Previously, eight prognostic models for PSC have been developed which combined markers for disease progression. (see online supplementary table 1).4–11 Most of these models were exclusively based on liver transplant referral centre cohorts, and their predictive value may be restricted to specific patient groups. In addition, definition of end points differed between studies, and only two of these models were externally validated. (see online supplementary table 1).8 12
At present, the most widely used prognostic model in PSC is the Mayo risk score, based on the variables age, bilirubin, aspartate aminotransferase (AST), variceal bleeding and albumin.8 The time of origin in this study was set at date of referral instead of date at diagnosis, and this model’s prediction is limited to 4 years, and performs best in patients with end-stage PSC.8 In addition, the model only estimates time to (all cause) death, and not time to LTx.8 Death was projected for those patients that underwent LTx by making an assumption of how long they would have lived had they not undergone LTx.
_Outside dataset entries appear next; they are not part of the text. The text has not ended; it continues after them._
//! Read side: resolve entries through the head index

use std::cmp::Ordering;
use std::sync::Arc;

use redb::{ReadTransaction, ReadableTable};

use inkwell_core::{DiaryId, Head, Version, VersionId};

use super::tables::{HEADS, RedbStorage, VERSIONS, decode};
use super::versions::VersionLog;
use crate::error::StorageError;

/// Read-only queries over the local merged store
#[derive(Clone)]
pub struct EntryQuery {
    storage: Arc<RedbStorage>,
}

impl EntryQuery {
    pub fn new(storage: Arc<RedbStorage>) -> Self {
        Self { storage }
    }

    /// The version the head points at, archived or not
    pub fn current_version(&self, diary_id: &DiaryId) -> Result<Option<Version>, StorageError> {
        self.storage.read(|txn| {
            let heads = txn.open_table(HEADS)?;
            let head: Option<Head> = match heads.get(diary_id.as_bytes().as_slice())? {
                Some(value) => Some(decode(value.value())?),
                None => None,
            };
            match head {
                Some(head) => resolve(txn, &head).map(Some),
                None => Ok(None),
            }
        })
    }

    /// Current version of a live entry
    ///
    /// Returns `None` when the entry is unknown or its head is a tombstone.
    pub fn get_diary(&self, diary_id: &DiaryId) -> Result<Option<Version>, StorageError> {
        Ok(self
            .current_version(diary_id)?
            .filter(|version| !version.is_archived()))
    }

    /// Current versions of every live entry, newest date first
    pub fn get_diaries(&self) -> Result<Vec<Version>, StorageError> {
        let mut diaries = self.storage.read(|txn| {
            let heads = txn.open_table(HEADS)?;
            let mut diaries = Vec::new();
            for entry in heads.iter()? {
                let (_key, value) = entry?;
                let head: Head = decode(value.value())?;
                let version = resolve(txn, &head)?;
                if !version.is_archived() {
                    diaries.push(version);
                }
            }
            Ok(diaries)
        })?;

        diaries.sort_by(listing_order);
        Ok(diaries)
    }

    /// A single version by id
    pub fn get_version(&self, version_id: &VersionId) -> Result<Option<Version>, StorageError> {
        VersionLog::new(self.storage.clone()).get(version_id)
    }

    /// Every version of an entry, oldest first, tombstones included
    pub fn history(&self, diary_id: &DiaryId) -> Result<Vec<Version>, StorageError> {
        VersionLog::new(self.storage.clone()).history(diary_id)
    }
}

/// Load the version a head points at
fn resolve(txn: &ReadTransaction, head: &Head) -> Result<Version, StorageError> {
    let versions = txn.open_table(VERSIONS)?;
    let version = match versions.get(head.version_id.as_bytes().as_slice())? {
        Some(value) => decode(value.value())?,
        None => {
            return Err(StorageError::corrupt(format!(
                "head of {} points at missing version {}",
                head.diary_id, head.version_id
            )));
        }
    };
    Ok(version)
}

/// Date descending, then newest version first
fn listing_order(a: &Version, b: &Version) -> Ordering {
    b.fields
        .date
        .cmp(&a.fields.date)
        .then_with(|| b.cmp_recency(a))
}

#[cfg(test)]
mod tests {
    use super::*;
    use chrono::NaiveDate;
    use inkwell_core::EntryFields;
    use tempfile::TempDir;

    use crate::heads::HeadIndex;
    use crate::tables::RedbStorageConfig;

    struct Fixture {
        storage: Arc<RedbStorage>,
        query: EntryQuery,
        _temp: TempDir,
    }

    impl Fixture {
        fn new() -> Self {
            let temp = TempDir::new().unwrap();
            let storage = Arc::new(
                RedbStorage::open(RedbStorageConfig::at(temp.path().join("q.redb"))).unwrap(),
            );
            Self {
                query: EntryQuery::new(storage.clone()),
                storage,
                _temp: temp,
            }
        }

        fn add(&self, version: &Version) {
            self.storage
                .write(|txn| {
                    VersionLog::insert_in(txn, version)?;
                    HeadIndex::advance_in(txn, version)
                })
                .unwrap();
        }
    }

    fn version(diary_id: DiaryId, date: (i32, u32, u32), created_at: i64) -> Version {
        Version {
            id: VersionId::generate(),
            diary_id,
            fields: EntryFields::new(NaiveDate::from_ymd_opt(date.0, date.1, date.2).unwrap()),
            archived_at_millis: None,
            created_at_millis: created_at,
        }
    }

    #[test]
    fn test_get_diary_follows_head() {
        let fx = Fixture::new();
        let diary = DiaryId::generate();
        let v1 = version(diary, (2024, 1, 1), 100);
        let v2 = version(diary, (2024, 1, 1), 200);
        fx.add(&v1);
        fx.add(&v2);

        assert_eq!(fx.query.get_diary(&diary).unwrap().unwrap().id, v2.id);
        assert!(fx.query.get_diary(&DiaryId::generate()).unwrap().is_none());
    }

    #[test]
    fn test_archived_head_hides_entry() {
        let fx = Fixture::new();
        let diary = DiaryId::generate();
        let live = version(diary, (2024, 1, 1), 100);
        fx.add(&live);
        let tomb = Version::tombstone(VersionId::generate(), &live, 200);
        fx.add(&tomb);

        assert!(fx.query.get_diary(&diary).unwrap().is_none());
        assert!(fx.query.get_diaries().unwrap().is_empty());
        assert!(fx.query.current_version(&diary).unwrap().unwrap().is_archived());
        assert_eq!(fx.query.history(&diary).unwrap().len(), 2);
    }

    #[test]
    fn test_get_diaries_ordering() {
        let fx = Fixture::new();
        let march = version(DiaryId::generate(), (2024, 3, 1), 100);
        let may_old = version(DiaryId::generate(), (2024, 5, 1), 100);
        let may_new = version(DiaryId::generate(), (2024, 5, 1), 900);
        for v in [&march, &may_old, &may_new] {
            fx.add(v);
        }

        let ids: Vec<_> = fx.query.get_diaries().unwrap().iter().map(|v| v.id).collect();
        assert_eq!(ids, vec![may_new.id, may_old.id, march.id]);
    }

    #[test]
    fn test_dangling_head_is_corruption() {
        let fx = Fixture::new();
        let diary = DiaryId::generate();
        let ghost = version(diary, (2024, 1, 1), 1);
        // Head written without its version
        fx.storage
            .write(|txn| HeadIndex::advance_in(txn, &ghost))
            .unwrap();

        let err = fx.query.get_diary(&diary).unwrap_err();
        assert!(matches!(err, StorageError::Corrupt(_)));
    }
}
Lastly, 25% of patients were recruited from the placebo and treatment arm of an ursodeoxycholic acid trial, which was justified by virtue of the negative outcome of the trial.8 However, ursodeoxycholic acid has an inherent effect on liver biochemistry, hence it may have influenced the prognostic value of the variables in part of the derivation patients.13–15
The aim of this study was to construct and externally validate a novel and broadly applicable prognostic model for transplant-free survival in PSC, consisting of readily available disease characteristics and biochemical variables, based on a large, predominantly population-based cohort.
Study design and patients
The derivation cohort consisted of all patients seen in 44 hospitals that were located in a geographically defined area of six adjacent provinces, comprising 50% of the Dutch population (2007: 7 758 980 inhabitants) (40 basic care centres and 4 academic centres without transplant facilities) and that were alive at January 2000.
Additionally we included 44 patients from a referral centre for LTx outside the geographically defined area. This way we provided a derivation cohort with a case mix that is as representative as possible for most PSC patient series.
The validation cohort included all patients with PSC that visited the John Radcliffe hospital, Oxford, UK, from 1981 onwards. During time of patient inclusion, this centre served as a non-transplant tertiary care liver centre. Patients that did not have follow-up in this hospital after PSC diagnosis were excluded from the validation cohort.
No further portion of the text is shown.